**About this exercise**
Match the string "telemetry" against each line below, and copy every line that matches.

((

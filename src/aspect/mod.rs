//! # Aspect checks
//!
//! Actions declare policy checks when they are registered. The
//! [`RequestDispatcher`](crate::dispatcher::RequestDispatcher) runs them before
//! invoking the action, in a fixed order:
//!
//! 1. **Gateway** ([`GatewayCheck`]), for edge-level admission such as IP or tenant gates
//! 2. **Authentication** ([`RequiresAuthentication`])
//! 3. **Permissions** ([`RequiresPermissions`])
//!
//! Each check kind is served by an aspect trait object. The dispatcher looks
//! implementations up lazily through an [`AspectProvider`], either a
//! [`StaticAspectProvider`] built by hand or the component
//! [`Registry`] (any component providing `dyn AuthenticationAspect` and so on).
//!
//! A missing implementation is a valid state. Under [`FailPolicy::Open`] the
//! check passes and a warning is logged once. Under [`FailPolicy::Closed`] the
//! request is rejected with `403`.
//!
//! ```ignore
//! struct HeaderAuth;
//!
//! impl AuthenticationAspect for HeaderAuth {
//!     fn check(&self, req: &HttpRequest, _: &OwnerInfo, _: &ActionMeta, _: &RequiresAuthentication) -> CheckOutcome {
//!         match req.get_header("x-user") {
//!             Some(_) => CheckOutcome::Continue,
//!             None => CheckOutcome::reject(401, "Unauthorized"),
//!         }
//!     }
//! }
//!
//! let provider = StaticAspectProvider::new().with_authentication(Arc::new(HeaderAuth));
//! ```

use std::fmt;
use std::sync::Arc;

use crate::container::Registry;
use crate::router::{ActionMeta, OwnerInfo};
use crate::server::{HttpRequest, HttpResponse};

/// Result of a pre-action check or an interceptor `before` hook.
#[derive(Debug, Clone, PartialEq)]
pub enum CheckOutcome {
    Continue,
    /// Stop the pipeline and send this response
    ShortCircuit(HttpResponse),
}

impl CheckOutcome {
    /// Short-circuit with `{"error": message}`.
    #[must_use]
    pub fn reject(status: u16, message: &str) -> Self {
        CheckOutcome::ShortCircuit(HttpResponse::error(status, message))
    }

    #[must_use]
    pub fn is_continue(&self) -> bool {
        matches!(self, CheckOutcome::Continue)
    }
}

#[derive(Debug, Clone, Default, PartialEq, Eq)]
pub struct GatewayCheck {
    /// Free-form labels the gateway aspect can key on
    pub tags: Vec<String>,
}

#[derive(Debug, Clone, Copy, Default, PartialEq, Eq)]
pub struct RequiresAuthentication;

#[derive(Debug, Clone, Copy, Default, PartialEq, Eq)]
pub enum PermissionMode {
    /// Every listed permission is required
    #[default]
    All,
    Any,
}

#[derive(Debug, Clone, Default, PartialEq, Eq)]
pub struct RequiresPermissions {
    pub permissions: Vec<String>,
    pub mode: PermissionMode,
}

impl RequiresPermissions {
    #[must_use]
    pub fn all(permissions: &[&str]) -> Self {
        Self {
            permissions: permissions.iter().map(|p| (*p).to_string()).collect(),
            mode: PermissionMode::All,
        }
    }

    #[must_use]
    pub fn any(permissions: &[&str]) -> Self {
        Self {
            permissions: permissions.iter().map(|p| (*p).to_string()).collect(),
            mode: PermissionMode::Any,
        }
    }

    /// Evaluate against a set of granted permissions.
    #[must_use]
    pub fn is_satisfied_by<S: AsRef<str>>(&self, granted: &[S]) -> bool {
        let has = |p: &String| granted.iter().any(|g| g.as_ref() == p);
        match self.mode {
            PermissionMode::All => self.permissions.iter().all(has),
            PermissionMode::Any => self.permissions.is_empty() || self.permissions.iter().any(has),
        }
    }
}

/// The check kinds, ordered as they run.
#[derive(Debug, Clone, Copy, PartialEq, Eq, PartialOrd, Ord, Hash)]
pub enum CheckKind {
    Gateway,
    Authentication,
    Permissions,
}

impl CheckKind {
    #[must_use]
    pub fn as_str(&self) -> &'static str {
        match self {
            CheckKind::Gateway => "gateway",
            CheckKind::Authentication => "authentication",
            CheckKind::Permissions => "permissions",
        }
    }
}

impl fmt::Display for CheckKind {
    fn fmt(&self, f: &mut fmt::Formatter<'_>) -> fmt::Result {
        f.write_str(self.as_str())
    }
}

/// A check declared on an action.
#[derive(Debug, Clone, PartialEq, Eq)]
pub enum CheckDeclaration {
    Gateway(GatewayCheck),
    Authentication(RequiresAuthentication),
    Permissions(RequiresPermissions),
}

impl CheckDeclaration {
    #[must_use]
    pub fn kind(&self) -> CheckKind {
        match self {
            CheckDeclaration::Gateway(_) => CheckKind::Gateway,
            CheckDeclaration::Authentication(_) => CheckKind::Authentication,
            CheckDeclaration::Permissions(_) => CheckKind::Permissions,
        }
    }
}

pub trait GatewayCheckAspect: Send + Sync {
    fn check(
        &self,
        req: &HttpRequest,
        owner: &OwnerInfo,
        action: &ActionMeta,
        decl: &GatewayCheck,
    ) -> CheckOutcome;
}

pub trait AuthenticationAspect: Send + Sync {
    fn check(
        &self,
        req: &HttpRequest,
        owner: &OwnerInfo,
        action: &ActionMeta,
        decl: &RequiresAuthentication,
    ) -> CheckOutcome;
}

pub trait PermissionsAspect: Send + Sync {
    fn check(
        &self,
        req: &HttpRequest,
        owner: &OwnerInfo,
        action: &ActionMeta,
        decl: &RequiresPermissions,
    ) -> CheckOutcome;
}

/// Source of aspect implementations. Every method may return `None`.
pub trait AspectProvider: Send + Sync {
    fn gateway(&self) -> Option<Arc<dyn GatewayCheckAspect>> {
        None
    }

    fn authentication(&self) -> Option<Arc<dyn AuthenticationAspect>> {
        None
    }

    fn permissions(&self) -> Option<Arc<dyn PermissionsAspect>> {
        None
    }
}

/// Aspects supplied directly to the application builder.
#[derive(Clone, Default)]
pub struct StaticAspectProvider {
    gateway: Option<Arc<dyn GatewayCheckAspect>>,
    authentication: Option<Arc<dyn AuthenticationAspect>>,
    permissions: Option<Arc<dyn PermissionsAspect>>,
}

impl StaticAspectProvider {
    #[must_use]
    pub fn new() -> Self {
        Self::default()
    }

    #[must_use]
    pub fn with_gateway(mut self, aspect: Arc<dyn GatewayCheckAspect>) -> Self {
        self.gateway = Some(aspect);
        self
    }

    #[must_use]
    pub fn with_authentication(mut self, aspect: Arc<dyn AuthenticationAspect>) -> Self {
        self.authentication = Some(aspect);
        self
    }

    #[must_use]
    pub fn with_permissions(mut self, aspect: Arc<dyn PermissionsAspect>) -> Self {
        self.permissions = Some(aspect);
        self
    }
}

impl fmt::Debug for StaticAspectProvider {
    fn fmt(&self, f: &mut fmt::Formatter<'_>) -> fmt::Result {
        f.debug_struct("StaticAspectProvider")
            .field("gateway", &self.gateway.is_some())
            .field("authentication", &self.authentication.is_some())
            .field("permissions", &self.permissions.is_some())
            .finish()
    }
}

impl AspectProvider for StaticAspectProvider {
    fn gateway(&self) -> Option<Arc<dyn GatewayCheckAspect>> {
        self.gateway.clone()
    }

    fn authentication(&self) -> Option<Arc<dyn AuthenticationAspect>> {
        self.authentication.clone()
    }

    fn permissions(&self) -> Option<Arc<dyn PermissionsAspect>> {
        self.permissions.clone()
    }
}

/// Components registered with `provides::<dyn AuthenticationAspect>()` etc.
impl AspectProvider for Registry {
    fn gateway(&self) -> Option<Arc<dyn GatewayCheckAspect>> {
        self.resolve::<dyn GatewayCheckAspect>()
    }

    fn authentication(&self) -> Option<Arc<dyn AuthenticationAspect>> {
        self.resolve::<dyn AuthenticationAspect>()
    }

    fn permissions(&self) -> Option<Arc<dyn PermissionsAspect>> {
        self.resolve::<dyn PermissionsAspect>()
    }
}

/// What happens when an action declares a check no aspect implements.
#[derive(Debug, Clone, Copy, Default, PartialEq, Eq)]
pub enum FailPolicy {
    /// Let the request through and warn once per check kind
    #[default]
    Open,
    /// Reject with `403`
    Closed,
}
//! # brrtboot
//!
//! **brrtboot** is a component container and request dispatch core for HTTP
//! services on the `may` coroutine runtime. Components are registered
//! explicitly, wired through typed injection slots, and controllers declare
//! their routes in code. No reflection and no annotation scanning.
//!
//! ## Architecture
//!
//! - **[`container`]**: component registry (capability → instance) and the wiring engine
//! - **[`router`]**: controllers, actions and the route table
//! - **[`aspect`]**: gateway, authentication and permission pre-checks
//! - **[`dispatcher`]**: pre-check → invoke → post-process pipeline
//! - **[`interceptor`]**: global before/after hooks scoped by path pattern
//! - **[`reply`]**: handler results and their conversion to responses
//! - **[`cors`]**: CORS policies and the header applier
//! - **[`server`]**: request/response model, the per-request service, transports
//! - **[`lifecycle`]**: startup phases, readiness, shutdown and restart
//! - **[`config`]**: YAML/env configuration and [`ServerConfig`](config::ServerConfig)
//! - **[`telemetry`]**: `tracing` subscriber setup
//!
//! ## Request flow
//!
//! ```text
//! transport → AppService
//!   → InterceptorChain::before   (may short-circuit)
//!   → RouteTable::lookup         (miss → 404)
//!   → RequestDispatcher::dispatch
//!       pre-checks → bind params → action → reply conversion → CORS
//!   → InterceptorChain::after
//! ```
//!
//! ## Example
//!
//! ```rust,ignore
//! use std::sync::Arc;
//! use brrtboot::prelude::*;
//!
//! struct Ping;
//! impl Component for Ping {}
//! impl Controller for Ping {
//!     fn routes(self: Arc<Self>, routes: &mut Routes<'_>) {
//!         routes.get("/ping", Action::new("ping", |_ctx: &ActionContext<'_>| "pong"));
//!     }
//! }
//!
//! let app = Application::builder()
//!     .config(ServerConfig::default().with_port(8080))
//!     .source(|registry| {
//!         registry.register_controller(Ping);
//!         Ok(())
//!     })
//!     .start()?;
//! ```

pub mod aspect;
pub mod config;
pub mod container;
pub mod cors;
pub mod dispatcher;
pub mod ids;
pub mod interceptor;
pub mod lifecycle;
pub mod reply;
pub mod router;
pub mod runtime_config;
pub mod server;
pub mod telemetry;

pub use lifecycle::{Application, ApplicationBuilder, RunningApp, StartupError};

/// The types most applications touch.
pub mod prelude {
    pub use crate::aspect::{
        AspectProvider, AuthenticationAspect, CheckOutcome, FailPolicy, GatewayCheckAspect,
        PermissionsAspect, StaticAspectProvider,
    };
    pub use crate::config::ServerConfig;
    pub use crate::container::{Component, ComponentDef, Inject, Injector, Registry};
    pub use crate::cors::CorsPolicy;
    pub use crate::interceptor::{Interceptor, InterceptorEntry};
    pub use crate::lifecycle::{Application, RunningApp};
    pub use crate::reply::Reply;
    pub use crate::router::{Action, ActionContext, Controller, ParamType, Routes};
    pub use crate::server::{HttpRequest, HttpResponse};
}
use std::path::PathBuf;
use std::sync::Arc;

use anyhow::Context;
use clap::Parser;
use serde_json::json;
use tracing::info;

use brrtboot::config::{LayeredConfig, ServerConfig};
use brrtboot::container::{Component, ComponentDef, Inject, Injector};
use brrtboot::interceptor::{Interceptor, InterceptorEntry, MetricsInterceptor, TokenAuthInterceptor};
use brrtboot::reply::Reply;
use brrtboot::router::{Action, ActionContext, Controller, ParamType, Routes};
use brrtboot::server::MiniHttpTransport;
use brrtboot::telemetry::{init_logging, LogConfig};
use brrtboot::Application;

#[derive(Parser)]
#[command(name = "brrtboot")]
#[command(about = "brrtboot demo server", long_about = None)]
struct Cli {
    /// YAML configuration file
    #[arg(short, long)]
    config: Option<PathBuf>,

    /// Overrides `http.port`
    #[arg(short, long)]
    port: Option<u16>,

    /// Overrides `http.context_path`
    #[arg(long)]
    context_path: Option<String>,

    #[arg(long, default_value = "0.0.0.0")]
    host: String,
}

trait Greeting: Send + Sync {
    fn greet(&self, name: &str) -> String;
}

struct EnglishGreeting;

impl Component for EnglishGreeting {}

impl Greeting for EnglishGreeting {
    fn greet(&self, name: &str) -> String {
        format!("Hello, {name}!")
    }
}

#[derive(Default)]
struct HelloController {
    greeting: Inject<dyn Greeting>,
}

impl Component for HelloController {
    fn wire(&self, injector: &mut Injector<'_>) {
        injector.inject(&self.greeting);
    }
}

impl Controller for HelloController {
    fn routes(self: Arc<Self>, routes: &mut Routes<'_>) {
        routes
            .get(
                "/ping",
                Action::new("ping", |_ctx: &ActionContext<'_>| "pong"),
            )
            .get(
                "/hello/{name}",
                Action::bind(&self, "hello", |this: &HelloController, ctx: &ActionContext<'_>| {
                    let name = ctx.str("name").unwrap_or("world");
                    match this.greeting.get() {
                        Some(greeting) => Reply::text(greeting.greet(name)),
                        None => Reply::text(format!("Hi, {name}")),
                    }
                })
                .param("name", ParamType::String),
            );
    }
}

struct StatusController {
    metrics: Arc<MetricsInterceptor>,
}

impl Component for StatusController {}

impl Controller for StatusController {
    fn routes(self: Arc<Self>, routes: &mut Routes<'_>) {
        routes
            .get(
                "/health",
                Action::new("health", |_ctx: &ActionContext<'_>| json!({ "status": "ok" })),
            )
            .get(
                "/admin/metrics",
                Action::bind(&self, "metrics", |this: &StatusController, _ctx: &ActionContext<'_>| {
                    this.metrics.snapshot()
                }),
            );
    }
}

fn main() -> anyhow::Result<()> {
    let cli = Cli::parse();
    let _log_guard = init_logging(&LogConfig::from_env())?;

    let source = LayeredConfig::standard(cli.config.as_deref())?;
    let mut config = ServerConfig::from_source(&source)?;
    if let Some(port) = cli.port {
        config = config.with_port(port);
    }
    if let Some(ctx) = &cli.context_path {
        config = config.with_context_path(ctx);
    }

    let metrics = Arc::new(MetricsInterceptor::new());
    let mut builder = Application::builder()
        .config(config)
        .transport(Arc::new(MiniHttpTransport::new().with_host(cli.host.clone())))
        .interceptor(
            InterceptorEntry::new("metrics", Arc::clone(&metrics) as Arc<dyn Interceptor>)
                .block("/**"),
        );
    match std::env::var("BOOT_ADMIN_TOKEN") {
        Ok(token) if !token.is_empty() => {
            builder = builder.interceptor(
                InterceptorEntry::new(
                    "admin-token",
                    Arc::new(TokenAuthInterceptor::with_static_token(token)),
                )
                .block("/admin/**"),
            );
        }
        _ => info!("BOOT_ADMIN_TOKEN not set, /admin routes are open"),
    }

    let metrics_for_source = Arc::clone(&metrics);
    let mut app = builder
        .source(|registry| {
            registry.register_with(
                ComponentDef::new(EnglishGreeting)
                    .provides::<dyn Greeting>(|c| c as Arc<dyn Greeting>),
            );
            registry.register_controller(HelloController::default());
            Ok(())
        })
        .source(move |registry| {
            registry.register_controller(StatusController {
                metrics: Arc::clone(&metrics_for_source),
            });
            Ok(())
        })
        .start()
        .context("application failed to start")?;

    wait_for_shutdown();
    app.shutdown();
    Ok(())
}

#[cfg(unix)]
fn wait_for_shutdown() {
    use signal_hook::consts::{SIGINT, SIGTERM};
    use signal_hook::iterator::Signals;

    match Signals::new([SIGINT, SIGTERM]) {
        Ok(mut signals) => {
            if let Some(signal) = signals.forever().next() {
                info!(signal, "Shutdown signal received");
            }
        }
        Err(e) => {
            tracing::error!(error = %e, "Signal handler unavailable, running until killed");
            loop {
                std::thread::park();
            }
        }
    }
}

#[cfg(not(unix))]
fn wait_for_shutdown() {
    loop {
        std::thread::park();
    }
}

))

**Task result**
//! - **[`telemetry`]**: `tracing` subscriber setup
pub mod telemetry;
use brrtboot::telemetry::{init_logging, LogConfig};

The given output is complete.